Mom’s kind of town
Sherwood Kiraly
Summer is arts festival time, when we’re reminded that Laguna Beach,
even more than a beach town, and even more than a TV series now out
in DVD, has been an arts colony for as long as anyone can remember.
It’s the time of year when I particularly wish my mother were here.
For many years she was the secretary to the head of the department
of pathology at Billings Hospital at the University of Chicago. She
got that job in the ‘40s and held it until retirement, because that
was what children of the Depression tended to do. But at heart she
was a painter.
When she was young she studied at the Art Institute in Chicago,
and when I was young she’d take me there, where I’d goggle at
Seurat’s pointilliste masterpiece, moving up to peer at the dots. She
oversaw the fourth-grade report I confidently entitled “All About
Art.” I glued an El Greco postcard to the cover and a bunch of other
Art Institute postcards inside, and wrote about the French
Impressionists with simulated understanding.
Mom soon discovered that her son had few painterly gifts; to this
day the only thing I can draw is a cartoon rabbit standing in
profile. Any show of my complete works would consist of “Rabbit 1,”

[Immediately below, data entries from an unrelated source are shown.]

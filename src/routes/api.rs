//! Operator REST API (`/api/v1/*`)
//!
//! Consumer of the relationship store, termination handler, registration
//! service, and audit log. When an API key is configured every request must
//! carry it in `X-API-Key`; every request is audited under `api_access`.

use std::sync::Arc;

use bytes::Bytes;
use http_body_util::{BodyExt, Full};
use hyper::body::Incoming;
use hyper::{Method, Request, Response, StatusCode};
use serde::Deserialize;
use serde_json::json;
use tracing::warn;

use crate::audit::AuditCategory;
use crate::directory::ProviderError;
use crate::relationship::RelationshipStatus;
use crate::routes::{bad_request_response, error_response, json_response, not_found_response};
use crate::server::http::AppState;
use crate::types::NeuronError;

#[derive(Debug, Deserialize)]
struct TerminateRequest {
    provider_npi: String,
    reason: String,
}

#[derive(Debug, Deserialize)]
struct AddProviderRequest {
    provider_npi: String,
}

/// Entry point for everything under `/api/v1`.
pub async fn handle_api_request(
    state: Arc<AppState>,
    req: Request<Incoming>,
) -> Response<Full<Bytes>> {
    let method = req.method().clone();
    let path = req.uri().path().to_string();
    let query = req.uri().query().map(|q| q.to_string());

    if let Some(expected) = state.args.api_key.as_deref() {
        let presented = req
            .headers()
            .get("x-api-key")
            .and_then(|v| v.to_str().ok());
        if presented != Some(expected) {
            return error_response(StatusCode::UNAUTHORIZED, "missing or invalid API key");
        }
    }

    if let Err(e) = state.audit.append(
        AuditCategory::ApiAccess,
        "api_request",
        None,
        Some(json!({ "method": method.as_str(), "path": path })),
    ) {
        warn!("Failed to audit API access: {}", e);
    }

    let body = match req.into_body().collect().await {
        Ok(collected) => collected.to_bytes(),
        Err(e) => return bad_request_response(&format!("unreadable body: {e}")),
    };

    match (method, path.as_str()) {
        (Method::GET, "/api/v1/relationships") => list_relationships(&state, query.as_deref()),
        (Method::GET, p) if p.starts_with("/api/v1/relationships/") => {
            match p.trim_start_matches("/api/v1/relationships/") {
                id if !id.contains('/') => get_relationship(&state, id),
                _ => not_found_response(p),
            }
        }
        (Method::POST, p)
            if p.starts_with("/api/v1/relationships/") && p.ends_with("/terminate") =>
        {
            let id = p
                .trim_start_matches("/api/v1/relationships/")
                .trim_end_matches("/terminate");
            terminate_relationship(&state, id, &body)
        }
        (Method::GET, "/api/v1/providers") => list_providers(&state),
        (Method::POST, "/api/v1/providers") => add_provider(&state, &body).await,
        (Method::DELETE, p) if p.starts_with("/api/v1/providers/") => {
            let npi = p.trim_start_matches("/api/v1/providers/");
            remove_provider(&state, npi).await
        }
        (Method::GET, "/api/v1/audit/verify") => verify_audit(&state),
        (Method::GET, "/api/v1/directory/search") => {
            directory_search(&state, query.as_deref()).await
        }
        (Method::GET, p) if p.starts_with("/api/v1/directory/") => {
            let npi = p.trim_start_matches("/api/v1/directory/");
            directory_lookup(&state, npi).await
        }
        (_, p) => not_found_response(p),
    }
}

async fn directory_lookup(state: &Arc<AppState>, npi: &str) -> Response<Full<Bytes>> {
    match state.registration.lookup_by_npi(npi).await {
        Ok(Some(listing)) => json_response(StatusCode::OK, &json!({ "neuron": listing })),
        Ok(None) => error_response(StatusCode::NOT_FOUND, "no neuron registered for that NPI"),
        Err(e) => error_response(StatusCode::BAD_GATEWAY, &format!("directory error: {e}")),
    }
}

async fn directory_search(state: &Arc<AppState>, query: Option<&str>) -> Response<Full<Bytes>> {
    let q = match query_param(query, "q") {
        Some(q) if !q.is_empty() => q,
        _ => return bad_request_response("missing search query parameter 'q'"),
    };
    match state.registration.search(&q).await {
        Ok(results) => {
            let count = results.len();
            json_response(StatusCode::OK, &json!({ "results": results, "count": count }))
        }
        Err(e) => error_response(StatusCode::BAD_GATEWAY, &format!("directory error: {e}")),
    }
}

fn list_relationships(state: &Arc<AppState>, query: Option<&str>) -> Response<Full<Bytes>> {
    let patient = query_param(query, "patient");
    let provider = query_param(query, "provider");
    let status = query_param(query, "status");

    let result = if let Some(patient) = patient {
        state.relationships.find_by_patient(&patient)
    } else if let Some(provider) = provider {
        state.relationships.find_by_provider(&provider)
    } else if let Some(status) = status {
        match status.as_str() {
            "active" => state.relationships.find_by_status(RelationshipStatus::Active),
            "terminated" => state
                .relationships
                .find_by_status(RelationshipStatus::Terminated),
            other => return bad_request_response(&format!("unknown status filter: {other}")),
        }
    } else {
        state.relationships.find_all()
    };

    match result {
        Ok(relationships) => {
            let count = relationships.len();
            json_response(
                StatusCode::OK,
                &json!({ "relationships": relationships, "count": count }),
            )
        }
        Err(e) => storage_error(&e),
    }
}

fn get_relationship(state: &Arc<AppState>, id: &str) -> Response<Full<Bytes>> {
    match state.relationships.find_by_id(id) {
        Ok(Some(relationship)) => {
            let termination = state.termination.record_for(id).ok().flatten();
            json_response(
                StatusCode::OK,
                &json!({ "relationship": relationship, "termination": termination }),
            )
        }
        Ok(None) => error_response(StatusCode::NOT_FOUND, "relationship not found"),
        Err(e) => storage_error(&e),
    }
}

fn terminate_relationship(
    state: &Arc<AppState>,
    id: &str,
    body: &Bytes,
) -> Response<Full<Bytes>> {
    let request: TerminateRequest = match serde_json::from_slice(body) {
        Ok(r) => r,
        Err(e) => return bad_request_response(&format!("invalid terminate request: {e}")),
    };

    match state
        .termination
        .terminate(id, &request.provider_npi, &request.reason)
    {
        Ok(record) => json_response(StatusCode::OK, &json!({ "termination": record })),
        Err(NeuronError::NotFound(_)) => {
            error_response(StatusCode::NOT_FOUND, "relationship not found")
        }
        Err(NeuronError::AlreadyTerminated(_)) => {
            error_response(StatusCode::CONFLICT, "ALREADY_TERMINATED")
        }
        Err(NeuronError::ProviderMismatch(_)) => error_response(
            StatusCode::FORBIDDEN,
            "relationship belongs to a different provider",
        ),
        Err(e) => storage_error(&e),
    }
}

fn list_providers(state: &Arc<AppState>) -> Response<Full<Bytes>> {
    match state.registration.providers() {
        Ok(providers) => {
            let count = providers.len();
            json_response(
                StatusCode::OK,
                &json!({ "providers": providers, "count": count }),
            )
        }
        Err(e) => storage_error(&e),
    }
}

async fn add_provider(state: &Arc<AppState>, body: &Bytes) -> Response<Full<Bytes>> {
    let request: AddProviderRequest = match serde_json::from_slice(body) {
        Ok(r) => r,
        Err(e) => return bad_request_response(&format!("invalid provider request: {e}")),
    };

    match state.registration.add_provider(&request.provider_npi).await {
        Ok(provider) => json_response(StatusCode::OK, &json!({ "provider": provider })),
        Err(e) => provider_error(&e),
    }
}

async fn remove_provider(state: &Arc<AppState>, npi: &str) -> Response<Full<Bytes>> {
    match state.registration.remove_provider(npi).await {
        Ok(()) => json_response(StatusCode::OK, &json!({ "removed": npi })),
        Err(e) => provider_error(&e),
    }
}

/// Offline chain verification, exposed for operator tooling.
fn verify_audit(state: &Arc<AppState>) -> Response<Full<Bytes>> {
    match crate::audit::verify(state.audit.path()) {
        Ok(report) => json_response(StatusCode::OK, &serde_json::to_value(&report).unwrap_or_default()),
        Err(e) => storage_error(&NeuronError::Audit(e.to_string())),
    }
}

fn provider_error(error: &ProviderError) -> Response<Full<Bytes>> {
    match error {
        ProviderError::InvalidNpi(npi) => {
            bad_request_response(&format!("invalid provider NPI: {npi}"))
        }
        ProviderError::NotRegistered => error_response(
            StatusCode::CONFLICT,
            "neuron is not registered with the directory",
        ),
        ProviderError::Directory(e) => {
            error_response(StatusCode::BAD_GATEWAY, &format!("directory error: {e}"))
        }
        ProviderError::Storage(NeuronError::NotFound(npi)) => {
            error_response(StatusCode::NOT_FOUND, &format!("unknown provider: {npi}"))
        }
        ProviderError::Storage(e) => storage_error(e),
    }
}

fn storage_error(error: &NeuronError) -> Response<Full<Bytes>> {
    warn!("API storage error: {}", error);
    error_response(StatusCode::INTERNAL_SERVER_ERROR, "internal error")
}

fn query_param(query: Option<&str>, name: &str) -> Option<String> {
    let query = query?;
    for param in query.split('&') {
        if let Some((key, value)) = param.split_once('=') {
            if key == name {
                return Some(value.to_string());
            }
        }
    }
    None
}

“Rabbit 2” and so on through the color chart. She wisely refrained
from encouraging me in this area.
She continued her own painting until I was a teenager, including
an impressive, unfinished landscape that covered most of our dining
room wall in Hinsdale, Illinois. This landscape remained unfinished,
though; she had little time to
paint when she was working and refused to resume in retirement.

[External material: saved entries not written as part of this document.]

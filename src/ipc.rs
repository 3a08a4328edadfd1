//! Administrative IPC socket
//!
//! A Unix domain socket colocated with the data files, used by external CLI
//! tooling while the broker runs as a long-lived service. Protocol: one JSON
//! command per line in, one JSON response per line out. Every command is
//! audited under `admin`.

use std::path::PathBuf;
use std::sync::Arc;

use serde::{Deserialize, Serialize};
use serde_json::{json, Value};
use tokio::io::{AsyncBufReadExt, AsyncWriteExt, BufReader};
use tokio::net::{UnixListener, UnixStream};
use tokio::sync::broadcast;
use tokio::task::JoinHandle;
use tracing::{debug, info, warn};

use crate::audit::AuditCategory;
use crate::server::http::AppState;
use crate::types::{NeuronError, Result};

#[derive(Debug, Deserialize)]
#[serde(tag = "command", rename_all = "snake_case")]
enum IpcCommand {
    TerminateRelationship {
        relationship_id: String,
        provider_npi: String,
        reason: String,
    },
    ListProviders,
    Status,
    Shutdown,
}

#[derive(Debug, Serialize)]
struct IpcResponse {
    ok: bool,
    #[serde(skip_serializing_if = "Option::is_none")]
    data: Option<Value>,
    #[serde(skip_serializing_if = "Option::is_none")]
    error: Option<String>,
}

impl IpcResponse {
    fn success(data: Value) -> Self {
        Self {
            ok: true,
            data: Some(data),
            error: None,
        }
    }

    fn failure(message: impl Into<String>) -> Self {
        Self {
            ok: false,
            data: None,
            error: Some(message.into()),
        }
    }
}

/// Bind the IPC socket and serve commands until shutdown.
pub fn spawn_ipc_server(
    state: Arc<AppState>,
    socket_path: PathBuf,
) -> Result<JoinHandle<()>> {
    // A stale socket file from an unclean exit blocks the bind.
    if socket_path.exists() {
        std::fs::remove_file(&socket_path)?;
    }
    let listener = UnixListener::bind(&socket_path)
        .map_err(|e| NeuronError::Config(format!("cannot bind IPC socket: {e}")))?;
    info!("IPC socket listening at {}", socket_path.display());

    let mut shutdown = state.shutdown.subscribe();
    let handle = tokio::spawn(async move {
        loop {
            tokio::select! {
                accepted = listener.accept() => match accepted {
                    Ok((stream, _)) => {
                        let state = Arc::clone(&state);
                        tokio::spawn(async move {
                            handle_ipc_connection(state, stream).await;
                        });
                    }
                    Err(e) => {
                        warn!("IPC accept error: {}", e);
                    }
                },
                _ = shutdown.recv() => {
                    debug!("IPC listener stopping");
                    break;
                }
            }
        }
        let _ = std::fs::remove_file(&socket_path);
    });

    Ok(handle)
}

async fn handle_ipc_connection(state: Arc<AppState>, stream: UnixStream) {
    let (read_half, mut write_half) = stream.into_split();
    let mut lines = BufReader::new(read_half).lines();

    while let Ok(Some(line)) = lines.next_line().await {
        if line.trim().is_empty() {
            continue;
        }

        let response = match serde_json::from_str::<IpcCommand>(&line) {
            Ok(command) => dispatch(&state, command).await,
            Err(e) => IpcResponse::failure(format!("unparseable command: {e}")),
        };

        let mut payload = match serde_json::to_string(&response) {
            Ok(p) => p,
            Err(e) => {
                warn!("IPC response serialization failed: {}", e);
                continue;
            }
        };
        payload.push('\n');
        if write_half.write_all(payload.as_bytes()).await.is_err() {
            break;
        }
    }
}

async fn dispatch(state: &Arc<AppState>, command: IpcCommand) -> IpcResponse {
    let command_name = match &command {
        IpcCommand::TerminateRelationship { .. } => "terminate_relationship",
        IpcCommand::ListProviders => "list_providers",
        IpcCommand::Status => "status",
        IpcCommand::Shutdown => "shutdown",
    };
    if let Err(e) = state.audit.append(
        AuditCategory::Admin,
        "ipc_command",
        None,
        Some(json!({ "command": command_name })),
    ) {
        warn!("Failed to audit IPC command: {}", e);
    }

    match command {
        IpcCommand::TerminateRelationship {
            relationship_id,
            provider_npi,
            reason,
        } => match state
            .termination
            .terminate(&relationship_id, &provider_npi, &reason)
        {
            Ok(record) => IpcResponse::success(json!({ "termination": record })),
            Err(e) => IpcResponse::failure(e.to_string()),
        },
        IpcCommand::ListProviders => match state.registration.providers() {
            Ok(providers) => IpcResponse::success(json!({ "providers": providers })),
            Err(e) => IpcResponse::failure(e.to_string()),
        },
        IpcCommand::Status => {
            let registration = state.registration.summary().await;
            IpcResponse::success(json!({
                "registration": registration,
                "active_sessions": state.admission.active_count(),
                "audit_head": state.audit.head_sequence(),
            }))
        }
        IpcCommand::Shutdown => {
            info!("Shutdown requested over IPC");
            let _ = state.shutdown.send(());
            IpcResponse::success(json!({ "stopping": true }))
        }
    }
}

#[cfg(test)]
mod tests {
    use super::*;

    #[test]
    fn commands_parse_from_json_lines() {
        let line = r#"{"command":"terminate_relationship","relationship_id":"r-1","provider_npi":"9876543210","reason":"care ended"}"#;
        match serde_json::from_str::<IpcCommand>(line).unwrap() {
            IpcCommand::TerminateRelationship {
                relationship_id,
                provider_npi,
                reason,
            } => {
                assert_eq!(relationship_id, "r-1");
                assert_eq!(provider_npi, "9876543210");
                assert_eq!(reason, "care ended");
            }
            _ => panic!("wrong command"),
        }

        assert!(matches!(
            serde_json::from_str::<IpcCommand>(r#"{"command":"shutdown"}"#).unwrap(),
            IpcCommand::Shutdown
        ));
        assert!(matches!(
            serde_json::from_str::<IpcCommand>(r#"{"command":"list_providers"}"#).unwrap(),
            IpcCommand::ListProviders
        ));
    }

    #[test]
    fn unknown_command_is_an_error() {
        assert!(serde_json::from_str::<IpcCommand>(r#"{"command":"reboot"}"#).is_err());
    }

    #[test]
    fn responses_serialize_one_line() {
        let response = IpcResponse::success(json!({ "providers": [] }));
        let rendered = serde_json::to_string(&response).unwrap();
        assert!(!rendered.contains('\n'));
        assert!(rendered.contains(r#""ok":true"#));

        let response = IpcResponse::failure("nope");
        let rendered = serde_json::to_string(&response).unwrap();
        assert!(rendered.contains(r#""ok":false"#));
        assert!(rendered.contains("nope"));
    }
}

She said she wasn’t any good anymore.
Her attitude was consistent, really. The image of artists I got
from Mom was that they set themselves a personal standard at which
technique meets vision on the canvas, and their work is a struggle to
reach that level. If they do it once, they try to do it again. If
they do it often, they raise the bar. If
they can’t do it, you don’t see it.
But I do think she gave up too soon, and that the right impetus
might have started her rolling again. Had I moved here before she
died, she would have visited me here instead of in Tustin or Irvine,
where I lived before. And had she spent a few days in Laguna, I
believe she’d have planted her easel over near Las Brisas and gotten
back to work.
Few towns have an artist’s heart, but this one does -- a heritage
perpetuated by its galleries and festivals, which would have suited
Mom down to her shoes. Although Cezanne was her hero, any town with a
street named for Rosa Bonheur would have struck her as on the right
track.
Laguna has always been receptive to artists of all kinds, with the
recent caveat that most of them can’t afford to live here. So this
summer, don’t forget to stop by a gallery or a festival and see what
they’re doing. I know Mom would if she could.